**Description of the task**: A bare number is the expected answer: the count of lines in the data holding "cannot".

**Extracted material**:
---------------

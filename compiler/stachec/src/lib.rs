//! Command-line front end for the stache tokenizer.
//!
//! The `stache` binary is a thin dispatcher over [`commands`]; option
//! parsing lives in [`options`] so it can be tested without a process.

pub mod commands;
pub mod options;

pub use options::{parse_options, CliOptions, OptionError};

use std::sync::Once;

static TRACING_INIT: Once = Once::new();

/// Install the tracing subscriber.
///
/// Does nothing unless `RUST_LOG` is set. With `STACHE_LOG_TREE` also set,
/// spans are rendered as an indented tree instead of flat lines.
pub fn init_tracing() {
    TRACING_INIT.call_once(|| {
        use tracing_subscriber::{fmt, prelude::*, EnvFilter};

        if std::env::var("RUST_LOG").is_err() {
            return;
        }

        let filter = EnvFilter::from_default_env();
        if std::env::var_os("STACHE_LOG_TREE").is_some() {
            tracing_subscriber::registry()
                .with(tracing_tree::HierarchicalLayer::new(2).with_targets(true))
                .with(filter)
                .init();
        } else {
            tracing_subscriber::registry()
                .with(
                    fmt::layer()
                        .with_target(true)
                        .with_level(true)
                        .with_writer(std::io::stderr),
                )
                .with(filter)
                .init();
        }
    });
}
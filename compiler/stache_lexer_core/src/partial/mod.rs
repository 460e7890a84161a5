//! Partial tag names.

use crate::is_blank;

/// Trim blanks from a partial tag's inner text.
///
/// Returns `None` when nothing but blanks remains. Any other text is a valid
/// name, punctuation and inner spaces included; resolving it to a template
/// is the renderer's job.
pub fn parse_partial_name(src: &str) -> Option<&str> {
    let name = src.trim_matches(|c: char| u8::try_from(c).is_ok_and(is_blank));
    if name.is_empty() {
        None
    } else {
        Some(name)
    }
}

#[cfg(test)]
mod tests;
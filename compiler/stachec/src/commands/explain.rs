//! The `explain` command: display documentation for an error code.

use stache_diagnostic::{ErrorCode, ErrorDocs};

/// A code that `stache explain` does not know.
#[derive(Clone, Debug, PartialEq, Eq, thiserror::Error)]
#[error("Unknown error code: {0}")]
pub struct UnknownErrorCode(pub String);

/// Look up the documentation for a code such as `E0001` (case-insensitive).
pub fn explanation(code_str: &str) -> Result<&'static str, UnknownErrorCode> {
    code_str
        .trim()
        .parse::<ErrorCode>()
        .map(ErrorDocs::get)
        .map_err(|()| UnknownErrorCode(code_str.to_owned()))
}

/// One `CODE  Title` line per known error code.
pub fn code_index() -> String {
    ErrorDocs::index()
        .map(|(code, title)| format!("  {code}  {title}\n"))
        .collect()
}

/// Print the documentation for `code_str`, or exit with status 1.
pub fn explain_error(code_str: &str) {
    match explanation(code_str) {
        Ok(doc) => println!("{doc}"),
        Err(error) => {
            eprintln!("{error}");
            eprintln!();
            eprintln!("Codes have the format EXXXX where X is a digit. Known codes:");
            eprint!("{}", code_index());
            std::process::exit(1);
        }
    }
}

/// Print every error code with its title.
pub fn list_error_codes() {
    println!("Error codes (run `stache explain <code>` for details):");
    print!("{}", code_index());
}
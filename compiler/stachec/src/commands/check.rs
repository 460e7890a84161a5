//! The `check` command: validate a template without printing tokens.

use stache_lexer::{Token, TokenizeError, Tokenizer, TokenizerDelegate};

use super::{fail, read_file, CommandError};
use crate::CliOptions;

#[derive(Default)]
struct Counter {
    tokens: usize,
    error: Option<TokenizeError>,
}

impl TokenizerDelegate for Counter {
    fn on_token(&mut self, _token: Token) -> bool {
        self.tokens += 1;
        true
    }

    fn on_tokenize_error(&mut self, error: TokenizeError) {
        self.error = Some(error);
    }
}

/// Tokenize `template` and return how many tokens it holds.
pub fn count_tokens(template: &str, options: &CliOptions) -> Result<usize, TokenizeError> {
    let mut counter = Counter::default();
    Tokenizer::new(options.config.clone()).scan(template, &options.template_id(), &mut counter);
    match counter.error {
        Some(error) => Err(error),
        None => Ok(counter.tokens),
    }
}

/// Check a file and print `ok (N tokens)`, or the error and exit with status 1.
pub fn check_file(options: &CliOptions) {
    let content = read_file(&options.path);
    match count_tokens(&content, options) {
        Ok(count) => println!("ok ({count} tokens)"),
        Err(error) => fail(&CommandError::from(error)),
    }
}
//! Consumer side of a scan.
//!
//! The tokenizer hands every token to a [`TokenizerDelegate`] as soon as it
//! is built and retains nothing. Both callbacks have no-op defaults, so a
//! consumer implements only what it needs.

use crate::{TemplateId, Token, TokenizeError};

/// Receives tokens and the terminal error of a scan.
pub trait TokenizerDelegate {
    /// Called once per token, in template order.
    ///
    /// Return `false` to stop the scan. Stopping is not an error and no
    /// error callback follows.
    fn on_token(&mut self, token: Token) -> bool {
        let _ = token;
        true
    }

    /// Called at most once, right before a failed scan stops.
    fn on_error(&mut self, line: u32, template_id: &TemplateId, description: &str) {
        let _ = (line, template_id, description);
    }

    /// Structured form of [`on_error`](Self::on_error).
    ///
    /// The tokenizer calls this method; the default forwards the line,
    /// template identifier and description to `on_error`. Override it to keep
    /// the error kind and span.
    fn on_tokenize_error(&mut self, error: TokenizeError) {
        self.on_error(error.line, &error.template_id, &error.kind.to_string());
    }
}

/// Token callback type used when a [`FnDelegate`] has no token callback.
pub type NoTokenCallback = fn(Token) -> bool;

/// Error callback type used when a [`FnDelegate`] has no error callback.
pub type NoErrorCallback = fn(u32, &TemplateId, &str);

/// Delegate built from two independently optional closures.
pub struct FnDelegate<T, E> {
    on_token: Option<T>,
    on_error: Option<E>,
}

impl<T, E> FnDelegate<T, E>
where
    T: FnMut(Token) -> bool,
    E: FnMut(u32, &TemplateId, &str),
{
    /// Build a delegate from optional callbacks. A missing token callback
    /// keeps scanning; a missing error callback ignores the error.
    pub fn new(on_token: Option<T>, on_error: Option<E>) -> Self {
        Self { on_token, on_error }
    }
}

impl<T> FnDelegate<T, NoErrorCallback>
where
    T: FnMut(Token) -> bool,
{
    /// Only observe tokens.
    pub fn tokens(on_token: T) -> Self {
        Self {
            on_token: Some(on_token),
            on_error: None,
        }
    }
}

impl<E> FnDelegate<NoTokenCallback, E>
where
    E: FnMut(u32, &TemplateId, &str),
{
    /// Only observe the error, e.g. to validate a template.
    pub fn errors(on_error: E) -> Self {
        Self {
            on_token: None,
            on_error: Some(on_error),
        }
    }
}

impl<T, E> TokenizerDelegate for FnDelegate<T, E>
where
    T: FnMut(Token) -> bool,
    E: FnMut(u32, &TemplateId, &str),
{
    fn on_token(&mut self, token: Token) -> bool {
        self.on_token.as_mut().map_or(true, |f| f(token))
    }

    fn on_error(&mut self, line: u32, template_id: &TemplateId, description: &str) {
        if let Some(f) = self.on_error.as_mut() {
            f(line, template_id, description);
        }
    }
}

/// Delegate that buffers every token and keeps the error.
#[derive(Clone, Debug, Default)]
pub struct TokenCollector {
    tokens: Vec<Token>,
    error: Option<TokenizeError>,
}

impl TokenCollector {
    /// Create an empty collector.
    pub fn new() -> Self {
        Self::default()
    }

    /// Tokens received so far.
    pub fn tokens(&self) -> &[Token] {
        &self.tokens
    }

    /// The error that ended the scan, if any.
    pub fn error(&self) -> Option<&TokenizeError> {
        self.error.as_ref()
    }

    /// All tokens, or the error if the scan failed.
    pub fn into_result(self) -> Result<Vec<Token>, TokenizeError> {
        match self.error {
            Some(error) => Err(error),
            None => Ok(self.tokens),
        }
    }
}

impl TokenizerDelegate for TokenCollector {
    fn on_token(&mut self, token: Token) -> bool {
        self.tokens.push(token);
        true
    }

    fn on_tokenize_error(&mut self, error: TokenizeError) {
        self.error = Some(error);
    }
}

#[cfg(test)]
mod tests;
//! Command handlers for the `stache` CLI.
//!
//! Each submodule implements one command. The `*_file` entry points print
//! and exit like a process would; the functions they wrap take a template
//! string and return a `Result`, so they can be tested in-process.

use std::io;

use stache_lexer::TokenizeError;

mod check;
mod explain;
mod lex;

pub use check::{check_file, count_tokens};
pub use explain::{code_index, explain_error, explanation, list_error_codes, UnknownErrorCode};
pub use lex::{lex_file, write_tokens};

/// Why a command failed.
#[derive(Debug, thiserror::Error)]
pub enum CommandError {
    #[error(transparent)]
    Tokenize(#[from] TokenizeError),
    #[error("cannot write output: {0}")]
    Io(#[from] io::Error),
}

/// Render a tokenize error the way the CLI prints it.
///
/// Errors without a tag to point at (an empty span) are located by
/// template only.
pub fn format_error(error: &TokenizeError) -> String {
    let code = error.code();
    let location = if error.span.is_empty() {
        error.template_id.to_string()
    } else {
        format!("{}:{} (bytes {})", error.template_id, error.line, error.span)
    };
    format!("error[{code}]: {error}\n  --> {location}\n  = help: run `stache explain {code}` for details")
}

/// Print a command failure to stderr and exit with status 1.
pub(crate) fn fail(error: &CommandError) -> ! {
    match error {
        CommandError::Tokenize(error) => eprintln!("{}", format_error(error)),
        CommandError::Io(_) => eprintln!("error: {error}"),
    }
    std::process::exit(1);
}

/// Read a template, or standard input when `path` is `-`.
///
/// Exits with status 1 and a short message on failure.
pub(crate) fn read_file(path: &str) -> String {
    let result = if path == "-" {
        io::read_to_string(io::stdin())
    } else {
        std::fs::read_to_string(path)
    };
    match result {
        Ok(content) => content,
        Err(e) => {
            let msg = match e.kind() {
                io::ErrorKind::NotFound => format!("cannot find file '{path}'"),
                io::ErrorKind::PermissionDenied => format!("permission denied reading '{path}'"),
                io::ErrorKind::InvalidData => format!("'{path}' contains invalid UTF-8 data"),
                _ => format!("error reading '{path}': {e}"),
            };
            eprintln!("{msg}");
            std::process::exit(1);
        }
    }
}
//! Forward-only scan cursor over a template.
//!
//! The cursor pairs a byte offset with a 1-based line number. It never
//! rewinds: every move goes through [`Cursor::advance_to`], which takes the
//! newline count reported by [`find_marker`](crate::find_marker) for the
//! bytes being skipped.

use crate::marker::{find_marker, MarkerMatch};

/// Forward-only cursor over a template string.
///
/// Searches never move the cursor; the tokenizer looks ahead for a marker
/// and then commits with [`advance_to`](Self::advance_to).
#[derive(Clone, Copy, Debug)]
pub struct Cursor<'a> {
    src: &'a str,
    /// Current byte offset.
    pos: u32,
    /// Line number at `pos` (1-based).
    line: u32,
}

impl<'a> Cursor<'a> {
    /// Create a cursor at byte 0, line 1.
    ///
    /// # Contract
    ///
    /// `src.len() <= u32::MAX`. The tokenizer rejects larger templates before
    /// creating a cursor.
    pub fn new(src: &'a str) -> Self {
        debug_assert!(
            u32::try_from(src.len()).is_ok(),
            "template length {} exceeds u32::MAX",
            src.len()
        );
        Self {
            src,
            pos: 0,
            line: 1,
        }
    }

    /// Current byte offset in the template.
    #[inline]
    pub fn pos(&self) -> u32 {
        self.pos
    }

    /// Line number at the current offset (1-based).
    #[inline]
    pub fn line(&self) -> u32 {
        self.line
    }

    /// Length of the template in bytes.
    #[allow(
        clippy::cast_possible_truncation,
        reason = "length checked against u32::MAX in Cursor::new"
    )]
    #[inline]
    pub fn source_len(&self) -> u32 {
        self.src.len() as u32
    }

    /// Returns `true` once every byte has been consumed.
    #[inline]
    pub fn is_eof(&self) -> bool {
        self.pos >= self.source_len()
    }

    /// Returns the byte at `pos`, or `0` past the end of the template.
    #[inline]
    pub fn byte_at(&self, pos: u32) -> u8 {
        self.src.as_bytes().get(pos as usize).copied().unwrap_or(0)
    }

    /// Extract a template substring.
    ///
    /// # Contract
    ///
    /// `start..end` lies within the template and on character boundaries.
    /// Offsets returned by [`find`](Self::find) always satisfy this, because
    /// UTF-8 needles can only match at character boundaries.
    pub fn slice(&self, start: u32, end: u32) -> &'a str {
        debug_assert!(start <= end, "slice start {start} exceeds end {end}");
        &self.src[start as usize..end as usize]
    }

    /// Extract the template from the current offset to the end.
    pub fn rest(&self) -> &'a str {
        &self.src[self.pos as usize..]
    }

    /// Search for `needle` from the current offset without moving.
    pub fn find(&self, needle: &str) -> MarkerMatch {
        find_marker(needle, self.src, self.pos)
    }

    /// Move forward to `pos`, crediting `newlines` crossed on the way.
    #[inline]
    pub fn advance_to(&mut self, pos: u32, newlines: u32) {
        debug_assert!(pos >= self.pos, "cursor moved backwards: {} -> {pos}", self.pos);
        debug_assert!(pos <= self.source_len(), "cursor moved past end of template");
        self.pos = pos;
        self.line += newlines;
    }
}

#[cfg(test)]
mod tests;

---------------

**Answer below**: 2